▶ [WHAT IS BEING ASKED]
Every line of the records that holds the word "Clone" should be copied out.

▶ [INFORMATION PROVIDED]
.....

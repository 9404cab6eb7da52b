//! Core identifiers and scalar types shared by every Bakehouse crate

use chrono::{DateTime, Utc};
use serde::{Deserialize, Serialize};
use std::fmt;

/// Amount in mutez (1 tez = 1,000,000 mutez)
pub type Mutez = i64;

/// Block height
pub type Level = i32;

/// Cycle index
pub type CycleIndex = i32;

/// Row id of a stored operation
pub type OperationId = i64;

/// Internal account id, allocated sequentially as accounts first appear
#[derive(
    Debug, Default, Clone, Copy, PartialEq, Eq, Hash, PartialOrd, Ord, Serialize, Deserialize,
)]
pub struct AccountId(pub i32);

impl fmt::Display for AccountId {
    fn fmt(&self, f: &mut fmt::Formatter<'_>) -> fmt::Result {
        write!(f, "#{}", self.0)
    }
}

macro_rules! declare_string_type {
    ($name:ident, $doc:literal) => {
        #[doc = $doc]
        #[derive(
            Debug, Default, Clone, PartialEq, Eq, Hash, PartialOrd, Ord, Serialize, Deserialize,
        )]
        #[serde(transparent)]
        pub struct $name(String);

        impl $name {
            pub fn new(value: impl Into<String>) -> Self {
                Self(value.into())
            }

            pub fn as_str(&self) -> &str {
                &self.0
            }
        }

        impl fmt::Display for $name {
            fn fmt(&self, f: &mut fmt::Formatter<'_>) -> fmt::Result {
                f.write_str(&self.0)
            }
        }

        impl From<&str> for $name {
            fn from(value: &str) -> Self {
                Self(value.to_string())
            }
        }

        impl From<String> for $name {
            fn from(value: String) -> Self {
                Self(value)
            }
        }
    };
}

declare_string_type!(Address, "Base58 account address (tz1/tz2/tz3/tz4, KT1 or sr1)");
declare_string_type!(BlockHash, "Base58 block hash");
declare_string_type!(OperationHash, "Base58 operation group hash");
declare_string_type!(ProtocolHash, "Base58 protocol hash");

/// What an address prefix says about the account behind it
#[derive(Debug, Clone, Copy, PartialEq, Eq)]
pub enum AddressKind {
    Implicit,
    Contract,
    Rollup,
    Unknown,
}

/// Burn address: funds sent there leave circulation
pub const NULL_ADDRESS: &str = "tz1burnburnburnburnburnburnburjAYjjX";

impl Address {
    pub fn is_null(&self) -> bool {
        self.0 == NULL_ADDRESS
    }

    pub fn kind(&self) -> AddressKind {
        match self.0.get(..3) {
            Some("tz1" | "tz2" | "tz3" | "tz4") => AddressKind::Implicit,
            Some("KT1") => AddressKind::Contract,
            Some("sr1") => AddressKind::Rollup,
            _ => AddressKind::Unknown,
        }
    }

    pub fn is_implicit(&self) -> bool {
        self.kind() == AddressKind::Implicit
    }
}

/// Block info, shared across multiple messages
#[derive(Debug, Default, Clone, PartialEq, Eq, Serialize, Deserialize)]
pub struct BlockInfo {
    /// Block level
    pub level: Level,

    /// Block hash
    pub hash: BlockHash,

    /// Cycle the block belongs to
    pub cycle: CycleIndex,

    /// Block timestamp
    pub timestamp: DateTime<Utc>,
}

.....

▶ [TASK OUTPUT]
    Debug, Default, Clone, Copy, PartialEq, Eq, Hash, PartialOrd, Ord, Serialize, Deserialize,
            Debug, Default, Clone, PartialEq, Eq, Hash, PartialOrd, Ord, Serialize, Deserialize,
#[derive(Debug, Clone, Copy, PartialEq, Eq)]
#[derive(Debug, Default, Clone, PartialEq, Eq, Serialize, Deserialize)]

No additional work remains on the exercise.